(Saved data entries)

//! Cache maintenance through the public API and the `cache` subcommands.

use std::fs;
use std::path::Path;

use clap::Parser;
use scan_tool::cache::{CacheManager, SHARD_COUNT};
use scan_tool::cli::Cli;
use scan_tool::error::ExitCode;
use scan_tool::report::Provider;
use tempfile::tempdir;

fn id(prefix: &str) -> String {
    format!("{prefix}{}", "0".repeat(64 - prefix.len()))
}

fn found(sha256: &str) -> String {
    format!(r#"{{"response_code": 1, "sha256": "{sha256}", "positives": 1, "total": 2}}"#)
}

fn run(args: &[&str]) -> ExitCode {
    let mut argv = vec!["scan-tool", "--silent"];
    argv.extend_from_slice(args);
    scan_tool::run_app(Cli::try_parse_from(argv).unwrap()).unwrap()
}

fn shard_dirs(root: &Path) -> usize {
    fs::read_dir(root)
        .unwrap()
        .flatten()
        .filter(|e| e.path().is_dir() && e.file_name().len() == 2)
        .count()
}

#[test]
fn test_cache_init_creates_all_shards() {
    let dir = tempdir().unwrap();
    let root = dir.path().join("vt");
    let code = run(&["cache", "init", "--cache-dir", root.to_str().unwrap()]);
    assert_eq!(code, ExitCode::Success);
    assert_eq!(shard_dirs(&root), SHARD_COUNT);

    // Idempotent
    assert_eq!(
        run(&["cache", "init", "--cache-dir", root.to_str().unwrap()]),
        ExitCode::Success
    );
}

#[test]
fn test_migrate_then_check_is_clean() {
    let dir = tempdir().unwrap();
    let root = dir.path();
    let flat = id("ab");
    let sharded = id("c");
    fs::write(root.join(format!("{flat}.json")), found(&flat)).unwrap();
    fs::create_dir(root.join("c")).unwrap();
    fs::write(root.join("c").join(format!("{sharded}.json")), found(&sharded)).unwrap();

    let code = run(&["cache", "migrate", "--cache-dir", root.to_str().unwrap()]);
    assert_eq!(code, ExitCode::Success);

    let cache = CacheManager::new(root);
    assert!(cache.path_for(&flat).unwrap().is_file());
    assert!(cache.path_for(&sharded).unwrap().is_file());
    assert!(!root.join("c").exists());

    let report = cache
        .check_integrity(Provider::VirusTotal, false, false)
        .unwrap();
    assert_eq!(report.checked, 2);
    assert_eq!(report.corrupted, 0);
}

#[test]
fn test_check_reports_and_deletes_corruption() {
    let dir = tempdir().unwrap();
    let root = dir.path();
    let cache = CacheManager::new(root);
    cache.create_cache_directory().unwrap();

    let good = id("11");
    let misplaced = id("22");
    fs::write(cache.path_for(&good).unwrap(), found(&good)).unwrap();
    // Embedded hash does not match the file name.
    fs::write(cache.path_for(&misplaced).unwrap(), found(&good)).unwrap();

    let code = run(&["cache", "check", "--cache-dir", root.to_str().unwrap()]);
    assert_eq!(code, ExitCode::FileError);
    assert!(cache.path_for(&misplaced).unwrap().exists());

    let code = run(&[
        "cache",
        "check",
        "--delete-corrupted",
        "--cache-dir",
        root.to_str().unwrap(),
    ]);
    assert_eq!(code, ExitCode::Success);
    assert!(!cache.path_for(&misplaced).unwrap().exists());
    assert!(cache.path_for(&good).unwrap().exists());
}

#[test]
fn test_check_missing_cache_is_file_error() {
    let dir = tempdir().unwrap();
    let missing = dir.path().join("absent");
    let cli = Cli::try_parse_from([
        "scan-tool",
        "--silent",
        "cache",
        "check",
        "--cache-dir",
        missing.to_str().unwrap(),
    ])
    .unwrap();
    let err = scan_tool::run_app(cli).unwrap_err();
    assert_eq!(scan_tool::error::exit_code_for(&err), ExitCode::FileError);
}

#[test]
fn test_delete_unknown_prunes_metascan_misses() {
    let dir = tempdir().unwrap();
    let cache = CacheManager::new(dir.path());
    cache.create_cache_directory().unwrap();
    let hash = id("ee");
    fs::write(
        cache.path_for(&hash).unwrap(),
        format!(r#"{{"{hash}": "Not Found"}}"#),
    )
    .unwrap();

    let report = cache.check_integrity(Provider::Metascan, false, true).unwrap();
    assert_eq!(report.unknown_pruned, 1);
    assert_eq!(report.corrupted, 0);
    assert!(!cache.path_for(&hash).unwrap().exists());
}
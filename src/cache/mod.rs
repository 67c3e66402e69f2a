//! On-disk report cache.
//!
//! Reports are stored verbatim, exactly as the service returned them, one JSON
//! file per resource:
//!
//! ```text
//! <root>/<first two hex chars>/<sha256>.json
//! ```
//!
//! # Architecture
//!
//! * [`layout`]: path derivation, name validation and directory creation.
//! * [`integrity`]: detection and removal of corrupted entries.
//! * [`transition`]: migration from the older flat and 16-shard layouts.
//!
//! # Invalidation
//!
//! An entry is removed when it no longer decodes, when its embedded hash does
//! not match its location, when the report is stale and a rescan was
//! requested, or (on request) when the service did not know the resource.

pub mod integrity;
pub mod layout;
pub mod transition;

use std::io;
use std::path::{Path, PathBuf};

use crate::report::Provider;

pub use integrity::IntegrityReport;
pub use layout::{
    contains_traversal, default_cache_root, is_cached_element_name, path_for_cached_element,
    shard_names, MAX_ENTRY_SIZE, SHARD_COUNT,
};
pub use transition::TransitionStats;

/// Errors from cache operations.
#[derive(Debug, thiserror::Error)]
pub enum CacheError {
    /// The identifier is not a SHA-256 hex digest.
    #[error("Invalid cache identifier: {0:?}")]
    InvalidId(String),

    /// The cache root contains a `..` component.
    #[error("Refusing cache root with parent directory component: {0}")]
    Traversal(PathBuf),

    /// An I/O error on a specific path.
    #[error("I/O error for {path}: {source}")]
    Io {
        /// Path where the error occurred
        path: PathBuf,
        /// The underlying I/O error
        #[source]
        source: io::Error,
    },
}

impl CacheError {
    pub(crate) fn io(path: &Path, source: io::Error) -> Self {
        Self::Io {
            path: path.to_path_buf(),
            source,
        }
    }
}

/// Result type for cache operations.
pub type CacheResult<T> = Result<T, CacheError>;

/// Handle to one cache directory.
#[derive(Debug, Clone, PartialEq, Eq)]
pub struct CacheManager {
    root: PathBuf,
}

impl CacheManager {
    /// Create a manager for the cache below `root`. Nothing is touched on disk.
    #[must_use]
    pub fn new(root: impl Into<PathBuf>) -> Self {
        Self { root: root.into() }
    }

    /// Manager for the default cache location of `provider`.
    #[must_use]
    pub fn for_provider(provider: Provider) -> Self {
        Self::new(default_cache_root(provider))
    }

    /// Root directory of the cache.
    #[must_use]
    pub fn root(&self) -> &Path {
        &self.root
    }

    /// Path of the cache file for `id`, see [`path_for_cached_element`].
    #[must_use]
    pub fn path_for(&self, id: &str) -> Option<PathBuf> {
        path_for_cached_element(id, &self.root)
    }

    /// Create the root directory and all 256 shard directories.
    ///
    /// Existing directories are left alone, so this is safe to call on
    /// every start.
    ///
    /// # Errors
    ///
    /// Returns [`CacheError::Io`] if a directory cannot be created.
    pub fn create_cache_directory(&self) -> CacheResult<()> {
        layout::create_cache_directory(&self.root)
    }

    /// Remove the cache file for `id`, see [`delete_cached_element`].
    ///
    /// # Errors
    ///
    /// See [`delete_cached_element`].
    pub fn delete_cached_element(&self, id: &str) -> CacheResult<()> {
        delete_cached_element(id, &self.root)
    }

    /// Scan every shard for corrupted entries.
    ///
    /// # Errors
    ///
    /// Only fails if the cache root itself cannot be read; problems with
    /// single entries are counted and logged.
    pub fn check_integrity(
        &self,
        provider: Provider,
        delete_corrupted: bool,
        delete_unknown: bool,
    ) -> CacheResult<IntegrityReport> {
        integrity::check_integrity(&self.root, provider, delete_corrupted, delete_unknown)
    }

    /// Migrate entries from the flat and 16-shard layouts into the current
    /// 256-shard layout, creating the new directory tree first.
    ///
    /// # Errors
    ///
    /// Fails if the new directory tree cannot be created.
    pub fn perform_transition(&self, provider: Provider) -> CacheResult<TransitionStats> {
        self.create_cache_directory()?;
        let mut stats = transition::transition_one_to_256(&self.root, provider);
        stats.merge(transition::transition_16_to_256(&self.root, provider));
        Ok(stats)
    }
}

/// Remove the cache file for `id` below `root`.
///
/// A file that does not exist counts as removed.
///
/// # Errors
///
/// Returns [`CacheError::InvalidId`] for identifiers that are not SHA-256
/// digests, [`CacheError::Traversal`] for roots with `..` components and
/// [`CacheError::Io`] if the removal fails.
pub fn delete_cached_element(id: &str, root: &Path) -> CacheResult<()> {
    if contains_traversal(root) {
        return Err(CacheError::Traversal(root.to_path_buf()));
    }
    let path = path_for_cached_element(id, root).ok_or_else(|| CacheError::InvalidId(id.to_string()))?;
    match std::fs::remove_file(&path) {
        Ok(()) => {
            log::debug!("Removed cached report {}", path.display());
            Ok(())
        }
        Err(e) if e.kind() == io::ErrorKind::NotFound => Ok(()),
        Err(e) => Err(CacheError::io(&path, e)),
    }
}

● YOUR ASSIGNMENT:
Extract all lines from the data in which "derive" is found.

● COMPLETED EXERCISE:
#[derive(Debug, thiserror::Error)]
#[derive(Debug, Clone, PartialEq, Eq)]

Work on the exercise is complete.